A) Schematic representation of the experiments. B) (left) Quantification of phospho-Histone H3 (pHH3) staining in Glut1^KO or control tumors (mean ± s.d.). (right) Representative staining of pHH3 in tumors. Scale bars: 200 μm. C) (left) Quantification of phospho-ERK (pERK) staining in tumors (mean ± s.d.). (right) Representative staining of pERK in tumors. Scale bars: 200 μm. D) Long-term μCT analysis of tumor-bearing mice.

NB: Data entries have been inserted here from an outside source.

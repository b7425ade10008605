//! Dispatch logging.

use cart_core::action::ActionKind;
use cart_core::store::{CartObserver, Dispatch};

use crate::logging::{LogLevel, StructuredLogger};

/// Logs one entry per cart dispatch.
///
/// Changes log at info, no-ops at debug, unrecognized actions at warn.
#[derive(Debug, Clone)]
pub struct DispatchLogger {
    logger: StructuredLogger,
}

impl DispatchLogger {
    /// Wrap a logger.
    pub fn new(logger: StructuredLogger) -> Self {
        Self {
            logger: logger.with_component("cart-store"),
        }
    }

    /// The level a dispatch is logged at.
    pub fn level_for(dispatch: &Dispatch<'_>) -> LogLevel {
        if dispatch.action.kind() == ActionKind::Unrecognized {
            LogLevel::Warn
        } else if dispatch.changed() {
            LogLevel::Info
        } else {
            LogLevel::Debug
        }
    }
}

impl CartObserver for DispatchLogger {
    fn on_dispatch(&self, dispatch: &Dispatch<'_>) {
        let level = Self::level_for(dispatch);
        if !self.logger.enabled(level) {
            return;
        }

        let kind = dispatch.action.kind();
        let message = match level {
            LogLevel::Warn => "unrecognized action ignored",
            LogLevel::Info => "cart updated",
            _ => "cart unchanged",
        };

        let mut entry = self
            .logger
            .builder(level, message)
            .field_u64("sequence", dispatch.sequence)
            .field("action", kind.as_str())
            .field_u64("lines_before", dispatch.previous.len() as u64)
            .field_u64("lines_after", dispatch.current.len() as u64)
            .field_u64("item_count", dispatch.current.item_count())
            .field_bool("changed", dispatch.changed());

        if let Some(id) = dispatch.action.item_id() {
            entry = entry.field_u64("item_id", id.get());
        }

        entry.emit();
    }
}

Data represent tumor volumes (mean ± s.e.m.) normalized to the first volume (set to 1) of the same tumors in control or GLUT1^KO. Control n= 28 tumors; Glut1^KO n= 14 tumors. E) Representative images (upper panel) of the SV2 cell line spreading assay, cultured alone or in presence of control or Glut1^KO TANs. (lower panel), cell-covered area quantification of SV2 cell lines cultured alone or in presence of control or Glut1^KO TANs. F) Representative Hematoxylin and Eosin (H&E) staining of experimental lung metastases from B16-F1 melanoma cells (left panel, scale bars: 2 mm). (right panel) Tumor quantification. G) Representative pHH3 imunofluorescence staining (left panel, scale bars: 100 μm) and quantification (right panel).